Since 2020, inflation has come in at about 25%. Over those five years, Coca-Cola's dividend has gone from $0.41/share to $0.51/share, a 24.4% increase that slightly lags the inflation rate. That's not devastating, and the race between Coca-Cola's dividend growth and inflation was a photo finish. Still, it's not what income investors were hoping for.

NASDAQ: PEP
Key Data Points
On the other hand, PepsiCo's dividend increased in that time frame from $0.955/share to $1.423/share. That 49% increase is almost double the rate of inflation. Of course, past performance doesn't reliably indicate future results. So, might Coca-Cola's dividend make a comeback?
Why PepsiCo's dividend has far more room to run
At first glance, there's a major asterisk around PepsiCo's dividend. Its payout ratio, the percentage of net income going toward sustaining the dividend, is a whopping 105%. That means it would have to take on more debt, or sell off assets, to maintain payouts at this current level of earnings.
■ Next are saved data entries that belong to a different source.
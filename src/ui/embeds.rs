use serenity::{
    all::Timestamp,
    builder::{CreateEmbed, CreateEmbedFooter},
};
use std::time::Duration;

use crate::{
    audio::queue::{LoopMode, PlayableItem, QueuePage},
    error::MusicError,
    sources::{ProviderKind, ResolvedBatch},
};

/// Paleta de colores estandarizada para el bot
pub mod colors {
    use serenity::all::Colour;

    pub const SUCCESS_GREEN: Colour = Colour::from_rgb(67, 181, 129);
    pub const ERROR_RED: Colour = Colour::from_rgb(220, 53, 69);
    pub const WARNING_ORANGE: Colour = Colour::from_rgb(255, 193, 7);
    pub const INFO_BLUE: Colour = Colour::from_rgb(52, 144, 220);
    pub const NEUTRAL_GRAY: Colour = Colour::from_rgb(108, 117, 125);
}

/// Footer estandarizado para todos los embeds
const STANDARD_FOOTER: &str = "🎵 Open Jukebox";

fn source_label(item: &PlayableItem) -> &'static str {
    match item.provider() {
        ProviderKind::NativeCatalog => "YouTube",
        ProviderKind::CrossCatalog => "Spotify",
    }
}

/// Embed "reproduciendo ahora"
pub fn create_now_playing_embed(item: &PlayableItem) -> CreateEmbed {
    let mut embed = CreateEmbed::default()
        .title("🎵 Reproduciendo Ahora")
        .description(format!("**{}**", item.title()))
        .color(colors::SUCCESS_GREEN)
        .field("🎤 Artista", item.uploader().unwrap_or("Desconocido"), true)
        .field("⏱️ Duración", format_duration(item.duration()), true)
        .field("👤 Solicitado por", format!("<@{}>", item.requested_by()), true)
        .field("🔗 Fuente", source_label(item), true);

    if let Some(album) = item.album() {
        embed = embed.field("💿 Álbum", album, true);
    }

    if let Some(thumbnail) = item.thumbnail() {
        embed = embed.thumbnail(thumbnail);
    }

    if item.locator().starts_with("http") {
        embed = embed.url(item.locator());
    }

    embed
        .timestamp(Timestamp::now())
        .footer(CreateEmbedFooter::new(STANDARD_FOOTER))
}

/// Embed de lo agregado a la cola
pub fn create_added_embed(batch: &ResolvedBatch) -> CreateEmbed {
    let mut embed = CreateEmbed::default().color(colors::SUCCESS_GREEN);

    embed = match batch.items.as_slice() {
        [item] => embed
            .title("✅ Canción Agregada")
            .description(format!("**{}** se ha agregado a la cola", item.title()))
            .field("⏱️ Duración", format_duration(item.duration()), true),
        items => embed
            .title("✅ Playlist Agregada")
            .description(format!("Se agregaron **{}** canciones a la cola", items.len()))
            .field("⏱️ Duración total", format_duration(batch.total_duration()), true),
    };

    if let Some(thumbnail) = &batch.thumbnail {
        embed = embed.thumbnail(thumbnail);
    }

    embed
        .timestamp(Timestamp::now())
        .footer(CreateEmbedFooter::new(STANDARD_FOOTER))
}

/// Embed de una página de la cola (la página se muestra en base 1)
pub fn create_queue_embed(page: &QueuePage, now_playing: Option<&PlayableItem>, loop_mode: LoopMode) -> CreateEmbed {
    let mut embed = CreateEmbed::default()
        .title("📋 Cola de Reproducción")
        .color(colors::INFO_BLUE);

    if let Some(current) = now_playing {
        let status = match loop_mode {
            LoopMode::Song => "🔂",
            LoopMode::Queue => "🔁",
            LoopMode::Disabled => "▶️",
        };
        embed = embed.field(format!("{} Reproduciendo", status), track_line(current), false);
    }

    if page.total_items == 0 {
        return embed
            .description("😴 **La cola está vacía**\n\n💡 Usa `/play <canción>` para agregar música")
            .color(colors::NEUTRAL_GRAY)
            .footer(CreateEmbedFooter::new(STANDARD_FOOTER))
            .timestamp(Timestamp::now());
    }

    let first_position = page.page * page.page_size;
    let description: String = page
        .items
        .iter()
        .enumerate()
        .map(|(i, item)| {
            format!(
                "**{}**. {} `[{}]`\n",
                first_position + i + 1,
                track_line(item),
                format_duration(item.duration())
            )
        })
        .collect();

    embed
        .field("Próximas canciones", description, false)
        .field(
            "Información",
            format!(
                "**Total:** {} canciones • **Duración:** {}",
                page.total_items,
                format_duration(page.total_duration)
            ),
            false,
        )
        .footer(CreateEmbedFooter::new(format!(
            "Página {} de {} • Open Jukebox",
            page.page + 1,
            page.total_pages
        )))
        .timestamp(Timestamp::now())
}

/// Embed de error; los errores internos no exponen detalles
pub fn create_error_embed(error: &MusicError) -> CreateEmbed {
    let (title, color) = if error.is_user_error() {
        ("⚠️ No se pudo completar", colors::WARNING_ORANGE)
    } else {
        ("❌ Error interno", colors::ERROR_RED)
    };

    let description = if error.is_user_error() {
        error.to_string()
    } else {
        "Ocurrió un error inesperado, intenta de nuevo más tarde".to_string()
    };

    CreateEmbed::default()
        .title(title)
        .description(description)
        .color(color)
        .timestamp(Timestamp::now())
        .footer(CreateEmbedFooter::new(STANDARD_FOOTER))
}

fn track_line(item: &PlayableItem) -> String {
    match item.uploader() {
        Some(uploader) => format!("**{}** - {}", item.title(), uploader),
        None => format!("**{}**", item.title()),
    }
}

/// Formatea una duración en formato legible
pub fn format_duration(duration: Duration) -> String {
    let total_seconds = duration.as_secs();
    let hours = total_seconds / 3600;
    let minutes = (total_seconds % 3600) / 60;
    let seconds = total_seconds % 60;

    if hours > 0 {
        format!("{}:{:02}:{:02}", hours, minutes, seconds)
    } else {
        format!("{}:{:02}", minutes, seconds)
    }
}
However, earnings can be significantly impacted by acquisitions, such as PepsiCo's $2 billion purchase of the prebiotic soda Brand Poppi last May. So a better indicator of the sustainability of its dividend is to compare the amount of dividends paid against cash flow from operating activities.
Cash flow from operating activities is the cash a company generates from selling goods and services minus the payments made to suppliers and vendors, salaries, and interest and income tax payments. After a company keeps the lights on, it's the money remaining to pay for dividends, share buybacks, or acquisitions.
In PepsiCo's case, it generated $5.47 billion in cash flow from operating activities in the first nine months of 2025, compared to $3.65 billion for Coca-Cola.

NYSE: KO
Key Data Points
Next quarter, PepsiCo will pay out $1.95 billion in dividends, compared to $2.19 billion paid out by Coca-Cola for the quarter. PepsiCo is therefore devoting just 36% of cash flow from net operating activities to cover its dividend, compared to 60% for Coca-Cola. That's an almost two-to-one difference, and it goes a long way toward explaining why PepsiCo's dividend growth has been much more robust in recent years.
For now, PepsiCo pays a yield of 3.9% compared to 2.9% for Coca-Cola. For investors who act today, I would expect the gap in yield on cost to grow over time, as PepsiCo grows its dividend at a faster clip. While both stocks are solid income plays that offer yields well above the S&P 500 average, PepsiCo is clearly the better play, both for its superior yield and prospects for faster dividend growth in the years ahead.